I finished reading The Namesake while in Chennai on a teaching assignment. About the only time I can read a novel is when I am on the road. To read non-fiction at any other time seems to be a violation of time stewardship.

Sandy, my wife, who is a ferocious reader, consumed the first 75 pages before I left town. She said the character wasn’t interesting and she couldn’t get into it. Our friend Sharmila, who read it while in Japan, also said she didn’t care for the book as the author, Jhumpa Lahiri, was too detailed which distracted from the story. With “two thumbs down” you’d think I would have abandoned the project, but hey, I was going to be alone in my room for two weeks with nothing else to do, so why not?

As a student of culture, I enjoyed The Namesake. It’s a story about a Bengali family from Calcutta who moves to the U.S. in the ‘50’s and the struggles they faced as new immigrants. The main character is Gogol, their son, who was given this “good name” at birth. It was only meant to be a pet name until their grandmother in India sent his real name. That name was somehow lost crossing the Atlantic and the boy lives with Gogol until he is old enough to change it himself. The name Gogol is neither Indian nor American, but Russian, named after Nikolay Gogol (1809-1852), the Russian novelist, dramatist, satirist, founder of the so-called critical realism in Russian literature.

Lahiri’s book was interesting as it gives insights on how people from India cope with living overseas. They, like all immigrants, usually group together in ethnic coalitions rather than integrate into the larger society. This is still very much the practice today with most immigrants, especially with Indians who are more group oriented than individualistic American's living overseas. I found the main character, though hardly endearing, a fascinating study of “third culture kids” (TCK). Indian on the outside, mostly American on the inside, Gogol, like all TCK’s, struggles to find his true identity. Had the story continued, Gogol’s children would probably have embraced the culture of their grandparents, wanting to identify with their “roots.”

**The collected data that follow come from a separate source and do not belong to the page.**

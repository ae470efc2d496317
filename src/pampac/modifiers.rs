/*
    PAMPAC: stand-off annotation sets and combinator pattern matching

        Licensed under the GNU General Public License v3
*/

use std::fmt;
use std::sync::Arc;

use crate::document::Document;
use crate::error::PampacError;
use crate::featurevalue::FeatureConstraint;
use crate::span::{HasSpan, Span, SpanRelation};

use super::location::{Context, Location};
use super::primitives::AnnSpec;
use super::result::MatchResult;

/// The second argument of a relational modifier
#[derive(Debug, Clone)]
pub enum RelationTarget {
    /// Any annotation of the input annotation set satisfying the constraints
    Annotations(AnnSpec),
    /// An item bound earlier in the same match
    Binding(String),
    /// A fixed span
    Span(Span),
}

impl RelationTarget {
    /// Annotations of the given type
    pub fn annotype(annotype: &str) -> Self {
        Self::Annotations(AnnSpec::new(Some(annotype), Vec::new()))
    }

    pub fn annotations(annotype: Option<&str>, constraints: Vec<FeatureConstraint>) -> Self {
        Self::Annotations(AnnSpec::new(annotype, constraints))
    }

    pub fn binding(name: impl Into<String>) -> Self {
        Self::Binding(name.into())
    }

    pub fn span(span: Span) -> Self {
        Self::Span(span)
    }
}

impl From<Span> for RelationTarget {
    fn from(span: Span) -> Self {
        Self::Span(span)
    }
}

/// Tests whether `relation` holds between the subject of a match and the target.
/// The subject is the whole match, or the item bound to `subject` if given.
pub(crate) fn test_relation(
    ctx: &Context,
    result: &MatchResult,
    relation: SpanRelation,
    target: &RelationTarget,
    subject: Option<&str>,
) -> Result<bool, PampacError> {
    let (subjectspan, identity) = match subject {
        None => (result.span(), result.item().identity()),
        Some(name) => {
            let binding = result.binding(name).ok_or_else(|| {
                PampacError::UndefinedReference(name.to_string(), "subject of relational modifier")
            })?;
            (binding.span(), binding.identity())
        }
    };
    match target {
        RelationTarget::Span(span) => Ok(relation.test(&subjectspan, span)),
        RelationTarget::Binding(name) => {
            let binding = result.binding(name).ok_or_else(|| {
                PampacError::UndefinedReference(name.to_string(), "target of relational modifier")
            })?;
            Ok(relation.test(&subjectspan, binding))
        }
        RelationTarget::Annotations(spec) => {
            // members `a` with relation(subject, a), i.e. inverse(a, subject)
            Ok(ctx
                .annset
                .related_iter(relation.inverse(), &subjectspan)
                .any(|a| Some(a.handle()) != identity && spec.test(a)))
        }
    }
}

/// A predicate on match results, used by `Filter` (the `where` modifier)
#[derive(Clone)]
pub struct Predicate(pub(crate) Arc<dyn Fn(&MatchResult, &Document) -> bool + Send + Sync>);

impl Predicate {
    pub fn new<F>(f: F) -> Self
    where
        F: Fn(&MatchResult, &Document) -> bool + Send + Sync + 'static,
    {
        Self(Arc::new(f))
    }
}

impl fmt::Debug for Predicate {
    fn fmt(&self, f: &mut fmt::Formatter) -> fmt::Result {
        write!(f, "Predicate")
    }
}

/// Invoked by `Call` for every result of the wrapped parser
#[derive(Clone)]
pub struct SuccessCallback(
    pub(crate) Arc<dyn Fn(&MatchResult, &Document) -> Result<(), PampacError> + Send + Sync>,
);

impl SuccessCallback {
    pub fn new<F>(f: F) -> Self
    where
        F: Fn(&MatchResult, &Document) -> Result<(), PampacError> + Send + Sync + 'static,
    {
        Self(Arc::new(f))
    }
}

impl fmt::Debug for SuccessCallback {
    fn fmt(&self, f: &mut fmt::Formatter) -> fmt::Result {
        write!(f, "SuccessCallback")
    }
}

/// Invoked by `Call` when the wrapped parser produced no result at a location
#[derive(Clone)]
pub struct FailureCallback(
    pub(crate) Arc<dyn Fn(&Location, &Document) -> Result<(), PampacError> + Send + Sync>,
);

impl FailureCallback {
    pub fn new<F>(f: F) -> Self
    where
        F: Fn(&Location, &Document) -> Result<(), PampacError> + Send + Sync + 'static,
    {
        Self(Arc::new(f))
    }
}

impl fmt::Debug for FailureCallback {
    fn fmt(&self, f: &mut fmt::Formatter) -> fmt::Result {
        write!(f, "FailureCallback")
    }
}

I have not read enough Indian novels to make judgment, but the few I have read all leave me thinking about one word…fatalism. Fatalism permeates the Hindu worldview. Why do peasants accept their life with resignation? It’s fate, there is nothing one can do about it. Why does the caste system, where a persons lot in life is predetermined, continue to prevail in this society? Their belief in dharma, that all creation must adhere to a sense of obligation and must fulfill his role in society, even as an outcast, somehow makes the pain of life bearable, though meaningless. As I read the last lines of this novel it left me neither happy nor sad, neither gratified nor disappointed. It just ended -- like life.

For an outsider wanting to learn the inner workings of culture, The Namesake is worth the read. If you’re looking for a Bollywood ending, I suggest you buy a copy of Hum Tum on DVD.